──────── SUPPLIED MATERIAL

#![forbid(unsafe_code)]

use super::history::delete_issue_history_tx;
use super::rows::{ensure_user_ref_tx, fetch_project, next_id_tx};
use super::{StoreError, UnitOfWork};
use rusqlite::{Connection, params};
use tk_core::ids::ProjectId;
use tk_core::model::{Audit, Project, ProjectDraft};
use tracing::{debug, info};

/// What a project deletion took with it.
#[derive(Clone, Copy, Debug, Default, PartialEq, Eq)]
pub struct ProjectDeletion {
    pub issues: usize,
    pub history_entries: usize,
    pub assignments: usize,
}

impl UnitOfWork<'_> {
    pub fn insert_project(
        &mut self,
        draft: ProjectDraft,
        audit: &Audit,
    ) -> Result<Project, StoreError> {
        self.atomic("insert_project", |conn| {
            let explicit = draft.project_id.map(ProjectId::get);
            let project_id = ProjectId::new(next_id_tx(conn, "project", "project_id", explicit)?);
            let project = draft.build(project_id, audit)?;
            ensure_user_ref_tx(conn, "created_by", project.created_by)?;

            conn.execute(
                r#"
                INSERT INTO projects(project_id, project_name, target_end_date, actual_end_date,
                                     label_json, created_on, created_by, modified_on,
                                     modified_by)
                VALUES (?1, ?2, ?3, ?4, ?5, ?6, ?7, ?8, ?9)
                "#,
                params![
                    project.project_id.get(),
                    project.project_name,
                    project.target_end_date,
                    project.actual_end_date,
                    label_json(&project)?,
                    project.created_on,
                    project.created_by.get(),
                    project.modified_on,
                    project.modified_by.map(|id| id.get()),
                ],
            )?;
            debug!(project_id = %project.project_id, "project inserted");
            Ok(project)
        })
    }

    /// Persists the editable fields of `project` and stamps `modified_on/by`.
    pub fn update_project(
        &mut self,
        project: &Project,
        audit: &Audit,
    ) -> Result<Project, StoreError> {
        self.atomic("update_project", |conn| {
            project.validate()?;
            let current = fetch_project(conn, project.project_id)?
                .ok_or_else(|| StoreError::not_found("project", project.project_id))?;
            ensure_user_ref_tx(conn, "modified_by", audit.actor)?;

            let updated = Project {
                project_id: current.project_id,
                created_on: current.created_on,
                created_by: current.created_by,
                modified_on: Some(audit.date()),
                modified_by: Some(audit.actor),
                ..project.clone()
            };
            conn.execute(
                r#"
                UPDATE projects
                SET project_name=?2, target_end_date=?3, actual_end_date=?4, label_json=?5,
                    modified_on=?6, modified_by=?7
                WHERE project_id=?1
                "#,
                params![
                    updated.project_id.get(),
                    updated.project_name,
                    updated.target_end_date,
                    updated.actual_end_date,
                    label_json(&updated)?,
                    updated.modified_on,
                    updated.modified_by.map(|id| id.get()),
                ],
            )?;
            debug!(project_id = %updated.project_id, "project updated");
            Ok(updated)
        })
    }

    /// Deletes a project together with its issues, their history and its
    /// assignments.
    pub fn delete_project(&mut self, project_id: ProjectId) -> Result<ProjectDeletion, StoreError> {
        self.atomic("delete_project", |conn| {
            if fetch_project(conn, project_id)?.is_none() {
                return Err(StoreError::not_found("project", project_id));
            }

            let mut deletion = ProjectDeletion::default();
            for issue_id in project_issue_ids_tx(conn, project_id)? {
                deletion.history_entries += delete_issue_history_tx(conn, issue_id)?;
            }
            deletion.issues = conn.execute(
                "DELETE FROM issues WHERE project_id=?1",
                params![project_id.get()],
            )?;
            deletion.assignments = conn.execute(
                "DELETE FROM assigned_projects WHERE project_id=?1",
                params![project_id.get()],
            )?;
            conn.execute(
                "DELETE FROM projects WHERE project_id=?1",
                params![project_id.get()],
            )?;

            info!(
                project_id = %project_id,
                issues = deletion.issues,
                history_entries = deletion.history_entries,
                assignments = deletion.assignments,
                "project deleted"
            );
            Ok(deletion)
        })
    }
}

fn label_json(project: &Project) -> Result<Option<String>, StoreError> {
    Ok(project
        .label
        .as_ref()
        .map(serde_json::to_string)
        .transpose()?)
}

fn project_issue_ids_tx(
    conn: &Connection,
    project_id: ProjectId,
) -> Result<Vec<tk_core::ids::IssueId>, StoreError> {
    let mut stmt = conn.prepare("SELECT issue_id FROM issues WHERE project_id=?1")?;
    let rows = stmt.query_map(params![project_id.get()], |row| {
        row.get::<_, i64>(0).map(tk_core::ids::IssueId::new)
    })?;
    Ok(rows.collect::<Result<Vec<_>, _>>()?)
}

────────────────

### REQUIREMENT
Output exactly the lines of the records from the first through the one bearing "let current = fetch_project(conn, project.project_id)?", both ends included.

### PROBLEM SOLUTION
#![forbid(unsafe_code)]

use super::history::delete_issue_history_tx;
use super::rows::{ensure_user_ref_tx, fetch_project, next_id_tx};
use super::{StoreError, UnitOfWork};
use rusqlite::{Connection, params};
use tk_core::ids::ProjectId;
use tk_core::model::{Audit, Project, ProjectDraft};
use tracing::{debug, info};

/// What a project deletion took with it.
#[derive(Clone, Copy, Debug, Default, PartialEq, Eq)]
pub struct ProjectDeletion {
    pub issues: usize,
    pub history_entries: usize,
    pub assignments: usize,
}

impl UnitOfWork<'_> {
    pub fn insert_project(
        &mut self,
        draft: ProjectDraft,
        audit: &Audit,
    ) -> Result<Project, StoreError> {
        self.atomic("insert_project", |conn| {
            let explicit = draft.project_id.map(ProjectId::get);
            let project_id = ProjectId::new(next_id_tx(conn, "project", "project_id", explicit)?);
            let project = draft.build(project_id, audit)?;
            ensure_user_ref_tx(conn, "created_by", project.created_by)?;

            conn.execute(
                r#"
                INSERT INTO projects(project_id, project_name, target_end_date, actual_end_date,
                                     label_json, created_on, created_by, modified_on,
                                     modified_by)
                VALUES (?1, ?2, ?3, ?4, ?5, ?6, ?7, ?8, ?9)
                "#,
                params![
                    project.project_id.get(),
                    project.project_name,
                    project.target_end_date,
                    project.actual_end_date,
                    label_json(&project)?,
                    project.created_on,
                    project.created_by.get(),
                    project.modified_on,
                    project.modified_by.map(|id| id.get()),
                ],
            )?;
            debug!(project_id = %project.project_id, "project inserted");
            Ok(project)
        })
    }

    /// Persists the editable fields of `project` and stamps `modified_on/by`.
    pub fn update_project(
        &mut self,
        project: &Project,
        audit: &Audit,
    ) -> Result<Project, StoreError> {
        self.atomic("update_project", |conn| {
            project.validate()?;
            let current = fetch_project(conn, project.project_id)?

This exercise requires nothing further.